*** DATA LISTING

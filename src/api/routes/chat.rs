//! Chat Routes
//!
//! Reconciled conversation views, message sends, inboxes, and the sync
//! status/backup controls.
//!
//! - GET  /api/v1/chat/:a/:b - merged conversation
//! - POST /api/v1/chat - send a message
//! - POST /api/v1/chat/:a/:b/read - mark read
//! - GET  /api/v1/inbox/:address
//! - GET  /api/v1/chat/status
//! - POST /api/v1/chat/backup - trigger a cloud backup cycle

use axum::{
    extract::{Path, State},
    http::StatusCode,
    Json,
};
use std::sync::Arc;

use crate::api::dto::{ConversationResponse, MarkReadRequest, SendMessageRequest};
use crate::api::error::{ApiError, ApiResult};
use crate::api::state::AppState;
use crate::chat::{conversation_id, BackupStatus, ChatSyncState, InboxEntry};
use crate::websocket::WsEvent;

use super::parse_addr;

/// Message content cap; chat is for coordination, not documents
const MAX_CONTENT_LEN: usize = 4096;

/// GET /api/v1/chat/:a/:b
///
/// The reconciled view across local cache and cloud snapshot. A failing
/// source degrades the status flag instead of this response.
pub async fn get_conversation(
    State(state): State<Arc<AppState>>,
    Path((a, b)): Path<(String, String)>,
) -> ApiResult<Json<ConversationResponse>> {
    parse_addr(&a)?;
    parse_addr(&b)?;

    let messages = state.chat.conversation(&a, &b).await;

    Ok(Json(ConversationResponse {
        conversation: conversation_id(&a, &b),
        messages,
    }))
}

/// POST /api/v1/chat
pub async fn send_message(
    State(state): State<Arc<AppState>>,
    Json(req): Json<SendMessageRequest>,
) -> ApiResult<(StatusCode, Json<ConversationResponse>)> {
    let from = parse_addr(&req.from)?;
    let to = parse_addr(&req.to)?;
    if from == to {
        return Err(ApiError::Validation("Cannot message yourself".to_string()));
    }
    if req.content.trim().is_empty() {
        return Err(ApiError::Validation("Message content must not be empty".to_string()));
    }
    if req.content.len() > MAX_CONTENT_LEN {
        return Err(ApiError::Validation(format!(
            "Message content exceeds {MAX_CONTENT_LEN} bytes"
        )));
    }

    let envelope = state.chat.send(&req.from, &req.to, req.content.trim()).await?;

    // Live delivery to subscribed dashboards
    state.ws_hub.publish(WsEvent::chat(
        &envelope.conversation,
        envelope.message.clone(),
    ));

    Ok((
        StatusCode::CREATED,
        Json(ConversationResponse {
            conversation: envelope.conversation,
            messages: vec![envelope.message],
        }),
    ))
}

/// POST /api/v1/chat/:a/:b/read
pub async fn mark_read(
    State(state): State<Arc<AppState>>,
    Path((a, b)): Path<(String, String)>,
    Json(req): Json<MarkReadRequest>,
) -> ApiResult<Json<serde_json::Value>> {
    parse_addr(&a)?;
    parse_addr(&b)?;
    parse_addr(&req.owner)?;

    let marked = state.chat.mark_read(&a, &b, &req.owner)?;
    Ok(Json(serde_json::json!({ "marked": marked })))
}

/// GET /api/v1/inbox/:address
pub async fn get_inbox(
    State(state): State<Arc<AppState>>,
    Path(address): Path<String>,
) -> ApiResult<Json<Vec<InboxEntry>>> {
    parse_addr(&address)?;
    Ok(Json(state.chat.inbox(&address)?))
}

/// GET /api/v1/chat/status
pub async fn get_status(State(state): State<Arc<AppState>>) -> Json<ChatSyncState> {
    Json(state.chat.state().await)
}

/// POST /api/v1/chat/backup
pub async fn trigger_backup(State(state): State<Arc<AppState>>) -> ApiResult<Json<BackupStatus>> {
    if !state.chat.has_cloud() {
        return Err(ApiError::ServiceUnavailable(
            "No pinning service configured for chat backup".to_string(),
        ));
    }

    let status = state.chat.backup().await;
    tracing::info!(
        conversations = status.conversations_pinned,
        inboxes = status.inboxes_pinned,
        failures = status.failures,
        "Manual chat backup completed"
    );

    Ok(Json(status))
}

******

What lines in the entries contain "async"? Report each one by copying it.

pub async fn get_conversation(
pub async fn send_message(
pub async fn mark_read(
pub async fn get_inbox(
pub async fn get_status(State(state): State<Arc<AppState>>) -> Json<ChatSyncState> {
pub async fn trigger_backup(State(state): State<Arc<AppState>>) -> ApiResult<Json<BackupStatus>> {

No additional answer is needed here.